There was a long pause and I thought for a little while I was being ignored, except I could feel them looking at me. Do you know that feeling? It never goes away, it only intensifies after you lose your sight, and I usually had a pretty good idea of when people were looking at me.
Sally whuffed again and this time the person stirred. "She's, ah, cuuute."
I verified instantly that it was a man. Probably an older man. He had a deep, gravelly voice that seemed sort of sing-song. It was…unsettling, to say the least, the way his words quirked up into a higher register at the end. Was her nervous? I tended to make a lot of people nervous. He flicked the sharp syllables and those three words painted me a very quick picture. A man, probably in his thirties, tall, and probably unshaven. He seemed like the type.

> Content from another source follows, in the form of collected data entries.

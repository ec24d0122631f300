//! Fixture record to shape conversion.
//!
//! Each fixture's discriminator is checked against its shape data once, then
//! the geometry is built with every coordinate and radius multiplied by the
//! scale factor. Density, friction and restitution are never scaled.

use std::sync::LazyLock;

use nalgebra::Point2;
use regex::Regex;

use crate::error::{BodyDefError, Result};
use crate::shape::{FixtureDef, Shape};
use crate::types::{FixtureType, RawCircle, RawFixture};

/// Shape data of a fixture whose discriminator has been checked.
#[derive(Debug, Clone, Copy)]
enum FixtureGeometry<'a> {
    Polygon(&'a [String]),
    Circle(&'a RawCircle),
}

impl<'a> FixtureGeometry<'a> {
    /// Match the fixture's discriminator with the shape data it selects.
    fn classify(fixture: &'a RawFixture, body_name: &str) -> Result<Self> {
        match FixtureType::from_str(&fixture.fixture_type) {
            Some(FixtureType::Polygon) => Ok(Self::Polygon(&fixture.polygons)),
            Some(FixtureType::Circle) => match fixture.circle.as_ref() {
                Some(circle) => Ok(Self::Circle(circle)),
                None => {
                    tracing::warn!(
                        body = body_name,
                        "circle element missing from fixture of type CIRCLE"
                    );
                    Err(BodyDefError::invalid_fixture_type(
                        body_name,
                        &fixture.fixture_type,
                        "circle element is missing",
                    ))
                }
            },
            None => {
                tracing::warn!(
                    body = body_name,
                    fixture_type = %fixture.fixture_type,
                    "invalid fixture type"
                );
                Err(BodyDefError::invalid_fixture_type(
                    body_name,
                    &fixture.fixture_type,
                    "expected POLYGON or CIRCLE",
                ))
            }
        }
    }
}

/// Build a fixture definition from a fixture record.
///
/// `body_name` is only used for diagnostics.
///
/// # Errors
///
/// Returns [`BodyDefError::InvalidFixtureType`] if the discriminator is not
/// `POLYGON`/`CIRCLE` or a `CIRCLE` fixture has no circle element, and
/// [`BodyDefError::NumericFormat`] if a polygon coordinate is not a number.
pub fn build_fixture(fixture: &RawFixture, body_name: &str, scale: f64) -> Result<FixtureDef> {
    let shape = build_shape(fixture, body_name, scale)?;
    Ok(FixtureDef::new(shape).with_material(
        fixture.density,
        fixture.friction,
        fixture.restitution,
    ))
}

/// Build the scaled geometry of a fixture record.
///
/// # Errors
///
/// See [`build_fixture`].
pub fn build_shape(fixture: &RawFixture, body_name: &str, scale: f64) -> Result<Shape> {
    match FixtureGeometry::classify(fixture, body_name)? {
        FixtureGeometry::Polygon(polygons) => build_chain(polygons, scale),
        FixtureGeometry::Circle(circle) => Ok(build_circle(circle, scale)),
    }
}

/// Concatenate the vertices of every polygon into one chain.
fn build_chain(polygons: &[String], scale: f64) -> Result<Shape> {
    let mut vertices = Vec::new();
    for polygon in polygons {
        for point in parse_vertices(polygon)? {
            vertices.push(Point2::new(point.x * scale, point.y * scale));
        }
    }
    Ok(Shape::chain(vertices))
}

fn build_circle(circle: &RawCircle, scale: f64) -> Shape {
    Shape::circle(
        Point2::new(circle.x * scale, circle.y * scale),
        circle.radius * scale,
    )
}

/// Parse a `<polygon>` vertex string into unscaled points.
///
/// Pairs are separated by a comma with whitespace on both sides
/// (`"1, 2  ,  3, 4"`); within a pair, x and y are separated by a comma
/// with optional whitespace.
///
/// # Errors
///
/// Returns [`BodyDefError::NumericFormat`] carrying the offending token if a
/// coordinate is not a number, or carrying the whole pair if it does not
/// have exactly two coordinates.
pub fn parse_vertices(polygon: &str) -> Result<Vec<Point2<f64>>> {
    split_pairs(polygon).into_iter().map(parse_pair).collect()
}

/// Separator between vertex pairs: a comma with ASCII whitespace on both sides.
#[allow(clippy::expect_used)]
static PAIR_SEPARATOR: LazyLock<Regex> = LazyLock::new(|| {
    Regex::new(r"[\t\n\f\r ]+,[\t\n\f\r ]+").expect("pair separator pattern is valid")
});

fn split_pairs(s: &str) -> Vec<&str> {
    PAIR_SEPARATOR.split(s).collect()
}

fn parse_pair(pair: &str) -> Result<Point2<f64>> {
    let pair = pair.trim();
    let mut coords = pair.split(',');
    match (coords.next(), coords.next(), coords.next()) {
        (Some(x), Some(y), None) => Ok(Point2::new(parse_coordinate(x)?, parse_coordinate(y)?)),
        _ => {
            tracing::warn!(token = pair, "polygon vertex is not an x, y pair");
            Err(BodyDefError::numeric_format(pair))
        }
    }
}

fn parse_coordinate(token: &str) -> Result<f64> {
    let token = token.trim();
    token.parse().map_err(|_| {
        tracing::warn!(token, "invalid polygon coordinate");
        BodyDefError::numeric_format(token)
    })
}
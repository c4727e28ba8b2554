// Copyright (c) AlphaVelocity.
// All rights reserved.
//
// This source code is licensed under the license found in the
// LICENSE file in the root directory of this source tree.

use std::collections::{BTreeMap, HashMap};

use chrono::NaiveDate;
use rust_decimal::Decimal;
use serde::Serialize;

use crate::models::{Transaction, TransactionType};

/// The trend window counts active days (days with at least one transaction),
/// not calendar days, so sparse histories still fill the chart.
pub const TREND_DAYS: usize = 7;

#[derive(Debug, Clone, PartialEq, Eq, Serialize)]
pub struct CategorySlice {
    pub category: String,
    pub total: Decimal,
}

#[derive(Debug, Clone, Copy, PartialEq, Eq, Serialize)]
pub struct DayBucket {
    pub date: NaiveDate,
    pub income: Decimal,
    pub expense: Decimal,
}

/// Expense totals per category, largest first. Income transactions are
/// excluded. An empty result means "no expense data", which consumers must
/// render explicitly instead of drawing an empty chart.
pub fn category_distribution(transactions: &[Transaction]) -> Vec<CategorySlice> {
    let mut totals: HashMap<&str, Decimal> = HashMap::new();
    for t in transactions {
        if t.r#type == TransactionType::Expense {
            *totals.entry(t.category.as_str()).or_insert(Decimal::ZERO) += t.amount;
        }
    }
    let mut slices: Vec<CategorySlice> = totals
        .into_iter()
        .map(|(category, total)| CategorySlice {
            category: category.to_string(),
            total,
        })
        .collect();
    slices.sort_by(|a, b| b.total.cmp(&a.total).then(a.category.cmp(&b.category)));
    slices
}

/// Per-day income and expense sums for the last `TREND_DAYS` active days,
/// oldest first. Buckets are keyed on the canonical `NaiveDate` value, so two
/// entries for the same calendar day can never split into separate buckets.
pub fn daily_trend(transactions: &[Transaction]) -> Vec<DayBucket> {
    let mut days: BTreeMap<NaiveDate, (Decimal, Decimal)> = BTreeMap::new();
    for t in transactions {
        let bucket = days.entry(t.date).or_insert((Decimal::ZERO, Decimal::ZERO));
        match t.r#type {
            TransactionType::Income => bucket.0 += t.amount,
            TransactionType::Expense => bucket.1 += t.amount,
        }
    }
    let skip = days.len().saturating_sub(TREND_DAYS);
    days.into_iter()
        .skip(skip)
        .map(|(date, (income, expense))| DayBucket {
            date,
            income,
            expense,
        })
        .collect()
}
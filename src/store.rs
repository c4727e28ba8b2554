// Copyright (c) 2025 Soumyadip Sarkar.
// All rights reserved.
//
// This source code is licensed under the license found in the
// LICENSE file in the root directory of this source tree.

use std::collections::HashMap;
use std::fs;
use std::io;
use std::path::{Path, PathBuf};
use std::sync::Mutex;

use anyhow::{Context, Result};
use directories::ProjectDirs;
use once_cell::sync::Lazy;
use rust_decimal::Decimal;
use serde::de::DeserializeOwned;
use serde::Serialize;
use thiserror::Error;

use crate::models::{BudgetGoal, Transaction};

pub const TRANSACTIONS_KEY: &str = "transactions";
pub const BUDGET_GOALS_KEY: &str = "budget_goals";

static APP: Lazy<(&str, &str, &str)> =
    Lazy::new(|| ("com.alphavelocity", "SmartBudget", "smartbudget"));

#[derive(Debug, Error)]
pub enum StoreError {
    #[error("could not read blob '{key}': {source}")]
    Read { key: String, source: io::Error },
    #[error("could not write blob '{key}': {source}")]
    Write { key: String, source: io::Error },
}

/// Opaque key-value blob persistence. The aggregation layer never touches
/// this; commands load lists through it and hand them around as plain slices.
pub trait BlobStore {
    fn load(&self, key: &str) -> Result<Option<Vec<u8>>, StoreError>;
    fn save(&self, key: &str, blob: &[u8]) -> Result<(), StoreError>;
}

/// One `<key>.json` file per key under the platform data directory.
pub struct FileStore {
    dir: PathBuf,
}

impl FileStore {
    pub fn open_default() -> Result<Self> {
        let proj = ProjectDirs::from(APP.0, APP.1, APP.2)
            .context("Could not determine platform-specific data dir")?;
        let dir = proj.data_dir().to_path_buf();
        fs::create_dir_all(&dir).context("Failed to create data dir")?;
        Ok(Self { dir })
    }

    pub fn at(dir: impl Into<PathBuf>) -> Self {
        Self { dir: dir.into() }
    }

    pub fn dir(&self) -> &Path {
        &self.dir
    }

    fn path_for(&self, key: &str) -> PathBuf {
        self.dir.join(format!("{key}.json"))
    }
}

impl BlobStore for FileStore {
    fn load(&self, key: &str) -> Result<Option<Vec<u8>>, StoreError> {
        match fs::read(self.path_for(key)) {
            Ok(blob) => Ok(Some(blob)),
            Err(e) if e.kind() == io::ErrorKind::NotFound => Ok(None),
            Err(e) => Err(StoreError::Read {
                key: key.to_string(),
                source: e,
            }),
        }
    }

    fn save(&self, key: &str, blob: &[u8]) -> Result<(), StoreError> {
        fs::write(self.path_for(key), blob).map_err(|e| StoreError::Write {
            key: key.to_string(),
            source: e,
        })
    }
}

/// In-memory store for tests and ephemeral runs.
#[derive(Default)]
pub struct MemStore {
    blobs: Mutex<HashMap<String, Vec<u8>>>,
}

impl BlobStore for MemStore {
    fn load(&self, key: &str) -> Result<Option<Vec<u8>>, StoreError> {
        let blobs = self.blobs.lock().unwrap_or_else(|e| e.into_inner());
        Ok(blobs.get(key).cloned())
    }

    fn save(&self, key: &str, blob: &[u8]) -> Result<(), StoreError> {
        let mut blobs = self.blobs.lock().unwrap_or_else(|e| e.into_inner());
        blobs.insert(key.to_string(), blob.to_vec());
        Ok(())
    }
}

fn load_list<T: DeserializeOwned>(store: &dyn BlobStore, key: &str) -> Result<Vec<T>> {
    let Some(blob) = store
        .load(key)
        .with_context(|| format!("Load blob '{}'", key))?
    else {
        return Ok(Vec::new());
    };
    // A corrupt blob starts over from an empty list instead of failing.
    Ok(serde_json::from_slice(&blob).unwrap_or_default())
}

fn save_list<T: Serialize>(store: &dyn BlobStore, key: &str, items: &[T]) -> Result<()> {
    let blob = serde_json::to_vec_pretty(items)
        .with_context(|| format!("Serialize blob '{}'", key))?;
    store
        .save(key, &blob)
        .with_context(|| format!("Save blob '{}'", key))
}

pub fn load_transactions(store: &dyn BlobStore) -> Result<Vec<Transaction>> {
    load_list(store, TRANSACTIONS_KEY)
}

pub fn save_transactions(store: &dyn BlobStore, transactions: &[Transaction]) -> Result<()> {
    save_list(store, TRANSACTIONS_KEY, transactions)
}

pub fn load_goals(store: &dyn BlobStore) -> Result<Vec<BudgetGoal>> {
    load_list(store, BUDGET_GOALS_KEY)
}

/// Goals are normalized on the way in: last entry per category wins and
/// non-positive limits are dropped, so the evaluator never sees either.
pub fn save_goals(store: &dyn BlobStore, goals: &[BudgetGoal]) -> Result<()> {
    let mut deduped: Vec<BudgetGoal> = Vec::new();
    for goal in goals.iter().filter(|g| g.limit > Decimal::ZERO) {
        deduped.retain(|kept| kept.category != goal.category);
        deduped.push(goal.clone());
    }
    save_list(store, BUDGET_GOALS_KEY, &deduped)
}

/// Ids are assigned on create and never reused while the ledger lives.
pub fn next_id(transactions: &[Transaction]) -> i64 {
    transactions.iter().map(|t| t.id).max().unwrap_or(0) + 1
}
// Copyright (c) AlphaVelocity.
// All rights reserved.
//
// This source code is licensed under the license found in the
// LICENSE file in the root directory of this source tree.

use anyhow::Result;

use crate::assistant::Assistant;
use crate::store::{self, BlobStore};

pub fn handle(store: &dyn BlobStore, assistant: &dyn Assistant, m: &clap::ArgMatches) -> Result<()> {
    let question = m
        .get_many::<String>("question")
        .unwrap()
        .map(String::as_str)
        .collect::<Vec<_>>()
        .join(" ");
    let transactions = store::load_transactions(store)?;
    // Best-effort: the assistant degrades to a fixed reply on any failure.
    println!("{}", assistant.analyze(&transactions, &question));
    Ok(())
}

"She is," I agreed, "Her name is Sally."
"Welllllll, hellllooo, Sally," he crooned, and he shifted. Probably holding out an arm for her to sniff. Sally backed away from him and whuffed a little more seriously this time, edging closer to an actual bark. I could hear the tone in that half-bark; it was a warning. She was trained to sense danger and communicate this to me, and there was something about this man she didn't like. When it came to instincts, I trusted the one with eyes first, even if that someone was a dog.
"And what's your name?" he asked, rolling the R's in a way I didn't quite like. It sent a little shiver up my spine and the picture completed itself a little more, like a paint-by-numbers picture. Unshaven, probably crooked teeth, probably receding hairline. I gave him baggy jeans and a holey tank top to complete the ensemble.
I stood up and Sally stood up immediately. She pulled away from my side, just a little, trying to pull me away. "I'm nobody," I said quietly, and turned to go.
Then he surprised me.
"Who aaare you?" He breathed, and then laughed. No. Giggled. A hushed, delighted giggle, like a small child. "Are you, ah, nobody too?"
Emily Dickens. A stranger—a threatening stranger—was quoting Emily Dickens to me.
"Then there's a pair of us…don't tell!" I added, my excitement rising. "They'd banish us, you know."
Things like this only happened in books and in movies. It didn't happen in real life. And it was happening to me, of all people. I quickly scrapped my mental image of him—a toothless vandal didn't know Dickens. I gave him an untucked shirt, long hair, and jeans, but kept the intimidating eyes. Dickens or no, he was giving me the shivers and Sally the creeps, but now I was being reckless. I wanted to be reckless. Just a little bit. Safely reckless.
"Oh, they'd do a lot more than, uh, banish us," he said, and I could hear his grin. He was done quoting the poem and I was a little disappointed—it could have turned into a whole performance, despite only being one more stanza of the poem.
"Probably. People can be hateful in that respect." I smiled at him. "They don't appreciate the nobodies."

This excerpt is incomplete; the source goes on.